Reviews for Xtort were almost universally positive. Jon Wiederhorn of Entertainment Weekly called it "the heaviest and most danceable disc in [KMFDM's] 12-year career" while giving it an A−. Heidi MacDonald of CMJ New Music Monthly compared Xtort to getting hit with a wrecking ball, saying, "When KMFDM does what it does best, it is the best at what it does, namely jack-hammer industrial anthems that hit with stunning precision and power." Sandy Masuo of Rolling Stone called the album "the product of a first-rate lineup," and praised the album's diversity, saying, "The 10 tracks on Xtort are grounded in KMFDM's smart synthesis of metallic crunch, swiveling rhythms and sophisticated electronics, but it's the organic elements that give the album a zesty twist." Kevin M. Williams of the Chicago Sun-Times gave the album an "essential" rating, and said, "KMFDM has some major mojo working with Xtort". Stephen Thomas Erlewine of AllMusic was less enthusiastic, saying, "it would be nice to hear [KMFDM] branch out and start to experiment a little bit more", and commenting that while Xtort did not sound much different from previous releases, "KMFDM sounds as good as they ever have, and several tracks rank among their best." Liz Armstrong of the Daily Herald thought the guest contributors added significant differences to their individual songs.
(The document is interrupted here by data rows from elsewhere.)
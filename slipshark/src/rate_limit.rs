// Copyright 2026 The SlipShark Project
// SPDX-License-Identifier: Apache-2.0

// Daily query quota
//
// A fixed number of research queries per local calendar day, persisted as a
// single JSON record ({"queryCount", "lastReset"}) in a key-value store.
// The day resets at local midnight, not 24 hours after first use.
//
// Reads never fail: a missing, unreadable or stale record counts as a fresh
// zero-count record stamped now. Only `try_consume_one` writes.

use chrono::{DateTime, Local, NaiveDate, Utc};
use serde::{Deserialize, Serialize};
use std::sync::Arc;

use crate::storage::{KeyValueStore, StoreError};

pub const DAILY_QUERY_LIMIT: u32 = 5;
pub const STORAGE_KEY: &str = "slipshark_query_data";

/// The persisted quota record.
#[derive(Debug, Clone, PartialEq, Eq, Serialize, Deserialize)]
#[serde(rename_all = "camelCase")]
pub struct QueryData {
    pub query_count: u32,
    pub last_reset: DateTime<Utc>,
}

impl QueryData {
    fn fresh(now: DateTime<Utc>) -> Self {
        Self {
            query_count: 0,
            last_reset: now,
        }
    }
}

// ---------------------------------------------------------------------------
// Clock
// ---------------------------------------------------------------------------

/// Wall clock plus the local calendar used for day boundaries.
pub trait Clock: Send + Sync {
    fn now(&self) -> DateTime<Utc>;
    fn local_date(&self, instant: DateTime<Utc>) -> NaiveDate;
}

/// The machine's clock and timezone.
pub struct SystemClock;

impl Clock for SystemClock {
    fn now(&self) -> DateTime<Utc> {
        Utc::now()
    }

    fn local_date(&self, instant: DateTime<Utc>) -> NaiveDate {
        instant.with_timezone(&Local).date_naive()
    }
}

// ---------------------------------------------------------------------------
// Rate limiter
// ---------------------------------------------------------------------------

pub struct RateLimiter {
    store: Arc<dyn KeyValueStore>,
    clock: Arc<dyn Clock>,
    limit: u32,
    key: String,
}

impl RateLimiter {
    pub fn new(store: Arc<dyn KeyValueStore>) -> Self {
        Self::with_clock(store, Arc::new(SystemClock))
    }

    pub fn with_clock(store: Arc<dyn KeyValueStore>, clock: Arc<dyn Clock>) -> Self {
        Self {
            store,
            clock,
            limit: DAILY_QUERY_LIMIT,
            key: STORAGE_KEY.to_string(),
        }
    }

    pub fn with_limit(mut self, limit: u32) -> Self {
        self.limit = limit;
        self
    }

    pub fn daily_limit(&self) -> u32 {
        self.limit
    }

    /// Today's effective record. Never persists anything.
    pub fn current_record(&self) -> QueryData {
        let now = self.clock.now();

        let raw = match self.store.get(&self.key) {
            Ok(Some(raw)) => raw,
            Ok(None) => return QueryData::fresh(now),
            Err(e) => {
                tracing::warn!(error = %e, "quota store unreadable, starting fresh");
                return QueryData::fresh(now);
            }
        };

        let data: QueryData = match serde_json::from_str(&raw) {
            Ok(d) => d,
            Err(e) => {
                tracing::warn!(error = %e, "quota record malformed, starting fresh");
                return QueryData::fresh(now);
            }
        };

        if self.clock.local_date(data.last_reset) != self.clock.local_date(now) {
            return QueryData::fresh(now);
        }
        data
    }

    /// Queries used today.
    pub fn query_count(&self) -> u32 {
        self.current_record().query_count
    }

    /// Queries left today, in `0..=daily_limit()`.
    pub fn remaining_queries(&self) -> u32 {
        self.limit.saturating_sub(self.query_count())
    }

    /// Spend one query. `Ok(false)` when the quota is exhausted, in which
    /// case nothing is written.
    pub fn try_consume_one(&self) -> Result<bool, StoreError> {
        let mut data = self.current_record();
        if data.query_count >= self.limit {
            tracing::info!(limit = self.limit, "daily query limit reached");
            return Ok(false);
        }

        data.query_count += 1;
        let json = serde_json::to_string(&data).map_err(StoreError::Encode)?;
        self.store.set(&self.key, &json)?;

        tracing::debug!(
            query_count = data.query_count,
            remaining = self.limit - data.query_count,
            "query consumed"
        );
        Ok(true)
    }
}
Larry Flick of Billboard said "Power", the opening track, "finds front man Sascha Konietzko snarling and growling with palpable force, while Cheryl Wilson softens the edges with splashes of soul-mama vamping during the chorus." Williams called the song "irresistible". Masuo noted in particular the use of horns and the Hammond B3 organ, and concluded by stating, "In their insidiously arty and intellectually sassy music, KMFDM continue to bring diverse elements together to create a unified whole." Armstrong called "Dogma" a song that crossed over from being industrial to "frightening", while MacDonald described it as "blistering" and Williams said it was "captivating". Armstrong said "Son of a Gun" was the album's "truly explosive track", but Williams thought "Inane" was the best song.

Professional ratings
Review scores
| Source | Rating |
| AllMusic | Star |
| Chicago Sun-Times | Star |
| CMJ New Music Monthly | favorable |
| Daily Herald | Star |
| Entertainment Weekly | A− |
| Rolling Stone | favorable |

==Track listing==
All information from 2007 release CD booklet.

| No. | Title | Writer(s) | Length |
|---|---|---|---|
| 1. | "Power" | Sascha Konietzko, Günter Schulz | 5:26 |
| 2. | "Apathy" | Mark Durante, Konietzko, Schulz | 3:11 |
| 3. | "Rules" | Chris Connelly, Durante, Konietzko, Schulz | 4:07 |
| 4. | "Craze" | Connelly, Konietzko, Schulz | 3:34 |
| 5. | "Dogma" | Nicole Blackman, F. M. Einheit, Konietzko, Schulz | 4:06 |
| 6. | "Inane" | Durante, Konietzko, Schulz | 5:30 |
| 7. | "Blame" | Connelly, Konietzko, Schulz | 4:06 |
| 8. | "Son of a Gun" | Konietzko, Schulz, Jon Van Eaton | 4:23 |
| 9. | "Ikons" | Connelly, Einheit, Konietzko, Schulz | 4:12 |
| 10. | "Wrath" | Konietzko, Schulz, Van Eaton | 5:29 |
| 11. | "Fairy" (originally a hidden track at the end of "Wrath" on Wax Trax!/TVT release) | Jr Blackmail, Konietzko, Schulz | 4:27 |
| Total length: |  |  | 48:31 |

==Personnel==
All information from 2007 release CD booklet except where noted.

=== Band members ===
- Mark Durante – guitar (2, 3, 6)
- Sascha Konietzko – vocals, bass (1–6, 8–10), synthesizers, programming, drums (1–3, 10), production, mixing
- Bill Rieflin – drums (5–10)
- Günter Schulz – bass (7), guitar, piano (11), mixing, photography
- En Esch – voice (1), guitar solo (6)
- Jennifer Ginsberg – background vocals (7)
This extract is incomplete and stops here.